Stored data entries:

◆ ◆ ◆ ◆

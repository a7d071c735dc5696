//! Fourier → Real direction: evaluate R, Z, λ and their angular derivatives
//! on the grid from a spectral coefficient set.
//!
//! The symmetric sector is accumulated over the primary half-domain
//! θ ∈ [0, π] only and extended to [π, 2π) by reflection; the asymmetric
//! sector cannot be recovered by reflection and is accumulated over the full
//! domain directly. The extension uses the reflect-then-add ordering: the
//! reflected symmetric value and the directly-evaluated asymmetric value are
//! combined per extended grid point.

use super::AngularTransform;
use crate::basis::FourierBasis;
use crate::domain::{TransformError, TransformResult};
use crate::realspace::{ParityField, RealSpaceField, RealSpaceGeometry};
use crate::spectral::{ModeArray, SpectralCoefficients};

/// Toroidal collapse of one coefficient array at fixed m:
/// a(k) = Σ_n c[m,n]·cos(nζ'), b(k) = Σ_n c[m,n]·sin(nζ'), plus the
/// n-weighted pair feeding the ζ-derivatives.
struct ToroidalAccum {
    a: Vec<f64>,
    b: Vec<f64>,
    an: Vec<f64>,
    bn: Vec<f64>,
}

impl ToroidalAccum {
    fn collapse(coeffs: &ModeArray, m: usize, basis: &FourierBasis, n_zeta: usize) -> Self {
        let mut a = vec![0.0; n_zeta];
        let mut b = vec![0.0; n_zeta];
        let mut an = vec![0.0; n_zeta];
        let mut bn = vec![0.0; n_zeta];

        let n_tor = coeffs.n_tor() as i32;
        let n_min = if m == 0 { 0 } else { -n_tor };
        for n in n_min..=n_tor {
            let c = coeffs.get(m, n);
            if c == 0.0 {
                continue;
            }
            let n_f = f64::from(n);
            for k in 0..n_zeta {
                let cos_nv = basis.cos_n_zeta(n, k);
                let sin_nv = basis.sin_n_zeta(n, k);
                a[k] += c * cos_nv;
                b[k] += c * sin_nv;
                an[k] += n_f * c * cos_nv;
                bn[k] += n_f * c * sin_nv;
            }
        }

        Self { a, b, an, bn }
    }
}

/// Per-point evaluation of a cos(mθ−nζ') expansion and its θ/ζ derivatives
/// from the collapsed toroidal sums.
#[inline]
fn eval_cos_basis(
    t: &ToroidalAccum,
    k: usize,
    cos_mu: f64,
    sin_mu: f64,
    m_f: f64,
    nfp_f: f64,
) -> (f64, f64, f64) {
    let value = cos_mu * t.a[k] + sin_mu * t.b[k];
    let d_theta = m_f * (cos_mu * t.b[k] - sin_mu * t.a[k]);
    let d_zeta = nfp_f * (sin_mu * t.an[k] - cos_mu * t.bn[k]);
    (value, d_theta, d_zeta)
}

/// Same for a sin(mθ−nζ') expansion.
#[inline]
fn eval_sin_basis(
    t: &ToroidalAccum,
    k: usize,
    cos_mu: f64,
    sin_mu: f64,
    m_f: f64,
    nfp_f: f64,
) -> (f64, f64, f64) {
    let value = sin_mu * t.a[k] - cos_mu * t.b[k];
    let d_theta = m_f * (cos_mu * t.a[k] + sin_mu * t.b[k]);
    let d_zeta = -nfp_f * (cos_mu * t.an[k] + sin_mu * t.bn[k]);
    (value, d_theta, d_zeta)
}

#[inline]
fn parity_target(field: &mut ParityField, m: usize) -> &mut RealSpaceField {
    if m % 2 == 0 {
        &mut field.even
    } else {
        &mut field.odd
    }
}

/// Reflection sign of each symmetric-sector output under (θ,ζ) ↦ (−θ,−ζ):
/// fields expanded in cos(mθ−nζ) are even, those in sin(mθ−nζ) odd, and each
/// angular derivative flips relative to its parent.
const SYM_REFLECTION_SIGNS: [f64; 9] = [
    1.0,  // r
    -1.0, // r_theta
    -1.0, // r_zeta
    -1.0, // z
    1.0,  // z_theta
    1.0,  // z_zeta
    -1.0, // lambda
    1.0,  // lambda_theta
    1.0,  // lambda_zeta
];

impl AngularTransform {
    /// Evaluate the coefficient set on the grid.
    ///
    /// Output extent follows the grid's symmetry mode: the primary
    /// half-domain for a symmetric grid, the full θ ∈ [0, 2π) domain for an
    /// asymmetric one.
    pub fn fourier_to_real(
        &self,
        coefficients: &SpectralCoefficients,
    ) -> TransformResult<RealSpaceGeometry> {
        self.diagnostics()
            .transform_started("fourier_to_real", self.grid());
        self.check_coefficients(coefficients)?;

        let n_zeta = self.grid().n_zeta();
        let n_reduced = self.grid().n_theta_reduced();
        let n_eff = self.grid().n_theta_eff();
        let nfp_f = self.grid().n_field_periods() as f64;

        // Symmetric sector over the primary half-domain.
        let mut sym = RealSpaceGeometry::zeros(n_reduced, n_zeta);
        let sector = coefficients.symmetric_sector();
        for m in 0..self.grid().m_pol() {
            let m_f = m as f64;
            let t_r = ToroidalAccum::collapse(&sector.r_cos, m, self.basis(), n_zeta);
            let t_z = ToroidalAccum::collapse(&sector.z_sin, m, self.basis(), n_zeta);
            let t_l = ToroidalAccum::collapse(&sector.lambda_sin, m, self.basis(), n_zeta);

            for i in 0..n_reduced {
                let cos_mu = self.basis().cos_m_theta(m, i);
                let sin_mu = self.basis().sin_m_theta(m, i);

                for k in 0..n_zeta {
                    let (r, ru, rv) = eval_cos_basis(&t_r, k, cos_mu, sin_mu, m_f, nfp_f);
                    parity_target(&mut sym.r, m).add(i, k, r);
                    parity_target(&mut sym.r_theta, m).add(i, k, ru);
                    parity_target(&mut sym.r_zeta, m).add(i, k, rv);

                    let (z, zu, zv) = eval_sin_basis(&t_z, k, cos_mu, sin_mu, m_f, nfp_f);
                    parity_target(&mut sym.z, m).add(i, k, z);
                    parity_target(&mut sym.z_theta, m).add(i, k, zu);
                    parity_target(&mut sym.z_zeta, m).add(i, k, zv);

                    let (l, lu, lv) = eval_sin_basis(&t_l, k, cos_mu, sin_mu, m_f, nfp_f);
                    parity_target(&mut sym.lambda, m).add(i, k, l);
                    parity_target(&mut sym.lambda_theta, m).add(i, k, lu);
                    parity_target(&mut sym.lambda_zeta, m).add(i, k, lv);
                }
            }
        }

        let geometry = match coefficients.asymmetric_sector() {
            None => sym,
            Some(asym_sector) => {
                // Asymmetric sector over the full domain; basis roles swap.
                let mut asym = RealSpaceGeometry::zeros(n_eff, n_zeta);
                for m in 0..self.grid().m_pol() {
                    let m_f = m as f64;
                    let t_r =
                        ToroidalAccum::collapse(&asym_sector.r_sin, m, self.basis(), n_zeta);
                    let t_z =
                        ToroidalAccum::collapse(&asym_sector.z_cos, m, self.basis(), n_zeta);
                    let t_l =
                        ToroidalAccum::collapse(&asym_sector.lambda_cos, m, self.basis(), n_zeta);

                    for i in 0..n_eff {
                        let cos_mu = self.basis().cos_m_theta(m, i);
                        let sin_mu = self.basis().sin_m_theta(m, i);

                        for k in 0..n_zeta {
                            let (r, ru, rv) = eval_sin_basis(&t_r, k, cos_mu, sin_mu, m_f, nfp_f);
                            parity_target(&mut asym.r, m).add(i, k, r);
                            parity_target(&mut asym.r_theta, m).add(i, k, ru);
                            parity_target(&mut asym.r_zeta, m).add(i, k, rv);

                            let (z, zu, zv) = eval_cos_basis(&t_z, k, cos_mu, sin_mu, m_f, nfp_f);
                            parity_target(&mut asym.z, m).add(i, k, z);
                            parity_target(&mut asym.z_theta, m).add(i, k, zu);
                            parity_target(&mut asym.z_zeta, m).add(i, k, zv);

                            let (l, lu, lv) = eval_cos_basis(&t_l, k, cos_mu, sin_mu, m_f, nfp_f);
                            parity_target(&mut asym.lambda, m).add(i, k, l);
                            parity_target(&mut asym.lambda_theta, m).add(i, k, lu);
                            parity_target(&mut asym.lambda_zeta, m).add(i, k, lv);
                        }
                    }
                }

                self.extend_and_combine(&sym, &asym)
            }
        };

        if let Some((field, index, value)) = geometry.find_non_finite() {
            self.diagnostics().non_finite_detected(field, index, value);
            return Err(TransformError::NonFiniteGeometry {
                field,
                index,
                value,
            });
        }

        Ok(geometry)
    }

    /// Full-domain composition: direct addition on the primary half, then
    /// reflect-then-add on the extension θ ∈ (π, 2π).
    fn extend_and_combine(
        &self,
        sym: &RealSpaceGeometry,
        asym: &RealSpaceGeometry,
    ) -> RealSpaceGeometry {
        let n_zeta = self.grid().n_zeta();
        let n_reduced = self.grid().n_theta_reduced();
        let n_full = self.grid().n_theta_full();

        let mut out = RealSpaceGeometry::zeros(n_full, n_zeta);
        let sym_fields = sym.parity_fields();
        let asym_fields = asym.parity_fields();
        let out_fields: [&mut ParityField; 9] = [
            &mut out.r,
            &mut out.r_theta,
            &mut out.r_zeta,
            &mut out.z,
            &mut out.z_theta,
            &mut out.z_zeta,
            &mut out.lambda,
            &mut out.lambda_theta,
            &mut out.lambda_zeta,
        ];

        for (slot, target) in out_fields.into_iter().enumerate() {
            let (_, sym_field) = sym_fields[slot];
            let (_, asym_field) = asym_fields[slot];
            let sign = SYM_REFLECTION_SIGNS[slot];

            for i in 0..n_reduced {
                for k in 0..n_zeta {
                    target
                        .even
                        .set(i, k, sym_field.even.at(i, k) + asym_field.even.at(i, k));
                    target
                        .odd
                        .set(i, k, sym_field.odd.at(i, k) + asym_field.odd.at(i, k));
                }
            }

            for i in n_reduced..n_full {
                let ir = self.reflection().poloidal(i);
                debug_assert!(ir < n_reduced);
                for k in 0..n_zeta {
                    let kr = self.reflection().toroidal(k);
                    target.even.set(
                        i,
                        k,
                        sign * sym_field.even.at(ir, kr) + asym_field.even.at(i, k),
                    );
                    target.odd.set(
                        i,
                        k,
                        sign * sym_field.odd.at(ir, kr) + asym_field.odd.at(i, k),
                    );
                }
            }
        }

        out
    }
}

◆ ◆ ◆ ◆

# ACTION ITEM
Take every line from the records above that has the word "impl" and copy it.

# EXPECTED ANSWER
impl ToroidalAccum {
impl AngularTransform {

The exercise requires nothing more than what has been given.